La Convención se cruza débilmente con el nuevo poder municipal, recién instalado; y en unos días más, el 14 de julio, con el poder regional, tan debutante y novedoso como los convencionales: los gobernadores elegidos por primera vez, que vendrán a reclamar el espacio de las regiones en el debate nacional.
Otra tromba paralela y crepitante se está superponiendo en estos mismos días: las primarias parlamentarias y presidenciales del 18 de julio, que definirán dos candidaturas: la de la alianza de izquierda dura, el PC más el Frente Amplio, y la de la coalición de la derecha, RN más la UDI más Evópoli. Por esta vez, ni siquiera se sabe todavía si los que salgan de aquí serán los candidatos más eminentes, porque aún falta saber qué será de la centroizquierda, que ha entrado en el momento más hamletiano de su historia: no sabe a quién matar ni a quién ungir y duda de todas sus capacidades, a pesar de que el miércoles 14 asumirá el gobierno de 10 de las 16 regiones. De modo que la oferta presidencial sólo se conocerá realmente el 23 de agosto, fecha límite para la inscripción de las candidaturas.
¿En que estará la Convención Constitucional para esa fecha? ¿Habrá logrado la normalización, se habrán estructurado los bloques que hoy sólo son cuadros de Zoom, tendrá ya un reglamento o seguirá enredada en las cuestiones procedimentales? ¿Tendrá una mesa directiva que interactúe con los otros poderes del Estado, al menos para constatar que siguen ahí?

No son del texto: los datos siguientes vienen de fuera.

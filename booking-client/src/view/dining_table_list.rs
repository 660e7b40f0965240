use std::time::Duration;

use shared::{DiningTable, Restaurant};

use super::ListView;
use crate::HttpClient;
use crate::service::{DiningTableService, RestaurantService, owning_restaurant};
use crate::store::{EntityQuery, Selection};

/// `/restaurants/:id/tables`: tables of one restaurant, searchable by
/// capacity
pub struct DiningTableListView<H> {
    restaurant_id: i64,
    list: ListView<DiningTable>,
    service: DiningTableService<H>,
    restaurants: EntityQuery<Restaurant>,
}

impl<H: HttpClient + 'static> DiningTableListView<H> {
    /// Build the view for the restaurant named by the route
    ///
    /// The restaurant becomes active and its tables are loaded, whatever was
    /// active before.
    pub fn open(
        restaurant_id: i64,
        service: DiningTableService<H>,
        restaurants: &RestaurantService<H>,
        debounce: Duration,
    ) -> Self {
        let list = ListView::new("dining-table-list", service.query(), debounce);
        tracing::info!(restaurant_id, "Dining table list - loading tables");
        restaurants.set_active_restaurant(restaurant_id);
        service.load_for_restaurant(restaurant_id);
        Self {
            restaurant_id,
            list,
            service,
            restaurants: restaurants.query(),
        }
    }

    /// Id from the route this view was opened with
    pub fn restaurant_id(&self) -> i64 {
        self.restaurant_id
    }

    pub fn list(&self) -> &ListView<DiningTable> {
        &self.list
    }

    pub fn active_restaurant(&self) -> Option<Restaurant> {
        self.restaurants.get_active()
    }

    pub fn select_active_restaurant(&self) -> Selection<Restaurant, Option<Restaurant>> {
        self.restaurants.select_active()
    }

    pub fn restaurant_of(&self, table: &DiningTable) -> Option<Restaurant> {
        owning_restaurant(table, &self.restaurants)
    }

    pub fn select_table(&self, table: &DiningTable) {
        let restaurant = self.restaurant_of(table).map(|r| r.name);
        tracing::info!(table_id = table.id, restaurant = ?restaurant, "Dining table selected");
        self.service.set_active_table(table.id);
    }

    /// Booking flow is not available yet
    pub fn make_reservation(&self, table: &DiningTable) {
        let restaurant = self.restaurant_of(table).map(|r| r.name);
        tracing::info!(table_id = table.id, restaurant = ?restaurant, "Reservation requested");
    }

    pub fn destroy(&self) {
        self.list.destroy();
    }
}
//! Shared types for the restaurant booking back office
//!
//! Models exchanged with the booking API, shared by the client crates.

pub mod models;

// Re-exports
pub use models::{Customer, DiningTable, DiningTableResponse, DiningTableStatus, Restaurant};
pub use serde::{Deserialize, Serialize};
use std::sync::Arc;
use std::time::Duration;

use shared::Restaurant;

use super::ListView;
use crate::HttpClient;
use crate::route::{Navigator, Route};
use crate::service::RestaurantService;

/// `/restaurants`: searchable restaurant list
pub struct RestaurantListView<H> {
    list: ListView<Restaurant>,
    service: RestaurantService<H>,
    navigator: Arc<dyn Navigator>,
}

impl<H: HttpClient + 'static> RestaurantListView<H> {
    /// Build the view and load the restaurants
    pub fn open(
        service: RestaurantService<H>,
        navigator: Arc<dyn Navigator>,
        debounce: Duration,
    ) -> Self {
        let list = ListView::new("restaurant-list", service.query(), debounce);
        tracing::info!("Restaurant list - loading restaurants");
        service.load_restaurants();
        Self {
            list,
            service,
            navigator,
        }
    }

    pub fn list(&self) -> &ListView<Restaurant> {
        &self.list
    }

    /// Make `restaurant` active and open its detail screen
    pub fn select(&self, restaurant: &Restaurant) {
        tracing::info!(
            restaurant_id = restaurant.id,
            name = %restaurant.name,
            "Restaurant selected"
        );
        self.service.set_active_restaurant(restaurant.id);
        self.navigator.navigate(Route::RestaurantDetail(restaurant.id));
    }

    /// Booking flow is not available yet
    pub fn reserve(&self, restaurant: &Restaurant) {
        tracing::info!(
            restaurant_id = restaurant.id,
            name = %restaurant.name,
            "Reservation requested"
        );
    }

    pub fn destroy(&self) {
        self.list.destroy();
    }
}
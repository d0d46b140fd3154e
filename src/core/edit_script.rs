//! Pairwise edit scripts
//!
//! An edit script is the column-by-column description of an alignment
//! between a query and a target. It carries no positions; coordinates are
//! derived by walking it.
//!
//! Two encodings are supported:
//! - edlib byte codes: `0 = match, 1 = insert, 2 = delete, 3 = mismatch`
//! - extended CIGAR strings: `=`, `X`, `I`, `D` and `M` (taken as match)

use crate::core::error::{EditScriptError, EditScriptResult};

/// Single alignment column
#[derive(Debug, Clone, Copy, PartialEq, Eq, Hash)]
pub enum EditOp {
    Match,
    Mismatch,
    /// Query has an extra base
    Insert,
    /// Target has an extra base
    Delete,
}

impl EditOp {
    /// Decode an edlib operation code
    ///
    /// # Examples
    /// ```
    /// use overlap_sampler::core::EditOp;
    /// assert_eq!(EditOp::from_edlib(0), Some(EditOp::Match));
    /// assert_eq!(EditOp::from_edlib(1), Some(EditOp::Insert));
    /// assert_eq!(EditOp::from_edlib(2), Some(EditOp::Delete));
    /// assert_eq!(EditOp::from_edlib(3), Some(EditOp::Mismatch));
    /// assert_eq!(EditOp::from_edlib(4), None);
    /// ```
    pub fn from_edlib(code: u8) -> Option<Self> {
        match code {
            0 => Some(EditOp::Match),
            1 => Some(EditOp::Insert),
            2 => Some(EditOp::Delete),
            3 => Some(EditOp::Mismatch),
            _ => None,
        }
    }

    pub fn to_edlib(&self) -> u8 {
        match self {
            EditOp::Match => 0,
            EditOp::Insert => 1,
            EditOp::Delete => 2,
            EditOp::Mismatch => 3,
        }
    }

    /// Decode an extended CIGAR operation character
    pub fn from_cigar_char(c: char) -> Option<Self> {
        match c {
            '=' | 'M' => Some(EditOp::Match),
            'X' => Some(EditOp::Mismatch),
            'I' => Some(EditOp::Insert),
            'D' => Some(EditOp::Delete),
            _ => None,
        }
    }

    pub fn to_cigar_char(&self) -> char {
        match self {
            EditOp::Match => '=',
            EditOp::Mismatch => 'X',
            EditOp::Insert => 'I',
            EditOp::Delete => 'D',
        }
    }

    /// True for columns that pair a query base with a target base
    #[inline]
    pub fn is_aligned(&self) -> bool {
        matches!(self, EditOp::Match | EditOp::Mismatch)
    }

    #[inline]
    pub fn consumes_target(&self) -> bool {
        !matches!(self, EditOp::Insert)
    }

    #[inline]
    pub fn consumes_query(&self) -> bool {
        !matches!(self, EditOp::Delete)
    }
}

/// Owned, ordered sequence of alignment columns
#[derive(Debug, Clone, PartialEq, Eq, Default)]
pub struct EditScript {
    ops: Vec<EditOp>,
}

impl EditScript {
    pub fn new(ops: Vec<EditOp>) -> Self {
        Self { ops }
    }

    /// Decode a buffer of edlib operation codes
    pub fn from_edlib_bytes(bytes: &[u8]) -> EditScriptResult<Self> {
        let ops = bytes
            .iter()
            .enumerate()
            .map(|(column, &code)| {
                EditOp::from_edlib(code)
                    .ok_or(EditScriptError::InvalidEdlibCode { code, column })
            })
            .collect::<EditScriptResult<Vec<_>>>()?;
        Ok(Self { ops })
    }

    /// Expand an extended CIGAR string into one op per column
    ///
    /// # Examples
    /// ```
    /// use overlap_sampler::core::{EditOp, EditScript};
    /// let script = EditScript::from_cigar("2=1D1X").unwrap();
    /// assert_eq!(
    ///     script.ops(),
    ///     &[EditOp::Match, EditOp::Match, EditOp::Delete, EditOp::Mismatch]
    /// );
    /// ```
    pub fn from_cigar(cigar: &str) -> EditScriptResult<Self> {
        Ok(Self::from_runs(&parse_cigar_runs(cigar)?))
    }

    /// Expand `(length, op)` runs into one op per column
    pub fn from_runs(runs: &[(usize, EditOp)]) -> Self {
        let mut ops = Vec::new();
        for &(len, op) in runs {
            ops.extend(std::iter::repeat(op).take(len));
        }
        Self { ops }
    }

    /// Run-length compact into `(length, op)` pairs
    pub fn runs(&self) -> Vec<(usize, EditOp)> {
        let mut runs: Vec<(usize, EditOp)> = Vec::new();
        for &op in &self.ops {
            match runs.last_mut() {
                Some((len, last)) if *last == op => *len += 1,
                _ => runs.push((1, op)),
            }
        }
        runs
    }

    /// Render as an extended CIGAR string
    pub fn to_cigar(&self) -> String {
        self.runs()
            .iter()
            .map(|(len, op)| format!("{}{}", len, op.to_cigar_char()))
            .collect()
    }

    /// Encode as edlib operation codes
    pub fn to_edlib_bytes(&self) -> Vec<u8> {
        self.ops.iter().map(EditOp::to_edlib).collect()
    }

    /// Number of target bases covered by the script
    pub fn target_len(&self) -> u64 {
        self.ops.iter().filter(|op| op.consumes_target()).count() as u64
    }

    /// Number of query bases covered by the script
    pub fn query_len(&self) -> u64 {
        self.ops.iter().filter(|op| op.consumes_query()).count() as u64
    }

    pub fn ops(&self) -> &[EditOp] {
        &self.ops
    }

    pub fn len(&self) -> usize {
        self.ops.len()
    }

    pub fn is_empty(&self) -> bool {
        self.ops.is_empty()
    }
}

impl From<Vec<EditOp>> for EditScript {
    fn from(ops: Vec<EditOp>) -> Self {
        Self::new(ops)
    }
}

impl AsRef<[EditOp]> for EditScript {
    fn as_ref(&self) -> &[EditOp] {
        &self.ops
    }
}

/// Split an extended CIGAR string into `(length, op)` runs without expanding it
pub fn parse_cigar_runs(cigar: &str) -> EditScriptResult<Vec<(usize, EditOp)>> {
    let mut runs = Vec::new();
    let mut run: Option<usize> = None;

    for (offset, c) in cigar.char_indices() {
        if let Some(digit) = c.to_digit(10) {
            let len = run
                .unwrap_or(0)
                .checked_mul(10)
                .and_then(|len| len.checked_add(digit as usize))
                .ok_or(EditScriptError::CigarLengthOverflow { offset })?;
            run = Some(len);
            continue;
        }
        let op = EditOp::from_cigar_char(c)
            .ok_or(EditScriptError::InvalidCigarOp { op: c, offset })?;
        let len = run
            .take()
            .ok_or(EditScriptError::MissingCigarLength { op: c, offset })?;
        runs.push((len, op));
    }

    if run.is_some() {
        return Err(EditScriptError::TrailingCigarLength);
    }
    Ok(runs)
}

Queda más. En noviembre se elegirá un nuevo Congreso, que, a diferencia del actual, se sentirá menos a la defensiva, más legitimado y en buena medida remozado, aunque sea solamente porque 43 de sus figuras históricas (38 diputados y 5 senadores) no habrán podido postular a una nueva reelección. Es difícil que este cuerpo -que, es cierto, asumirá recién en marzo del 2022- quiera renunciar a sus facultades; al contrario, es más probable que busque incidir en la fase final de la Convención para aumentar los poderes que tiene en la Constitución vigente. Lo mismo hará, con toda probabilidad, quien haya obtenido la presidencia de la República.
Y entonces se repiten las preguntas: ¿en qué estará entonces la Convención? Hay varios calendarios circulando, que establecen las etapas que podría (o debería) seguir el debate constitucional. Ninguno coincide con otro. Marzo parece una fecha demasiado distante. Y no lo es para quienes están entrando en alguno de los torneos de noviembre.
Por último está el Covid-19, del que ningún candidato se hace cargo, como si fuese seguro que se extinguirá con el gobierno de Piñera. ¿Qué deseos se esconden tras tantas omisiones?
Visto el panorama de esta manera, ¿tienen tanta importancia las refriegas sobre la instalación de la Convención Constitucional? No toda la que parecen. Pero en una dimensión pueden tenerla: en fijar el clima para su funcionamiento. A derecha y a izquierda hay no pocos interesados en que fracase. Dentro de la Convención también los puede haber. El futuro no está clavado.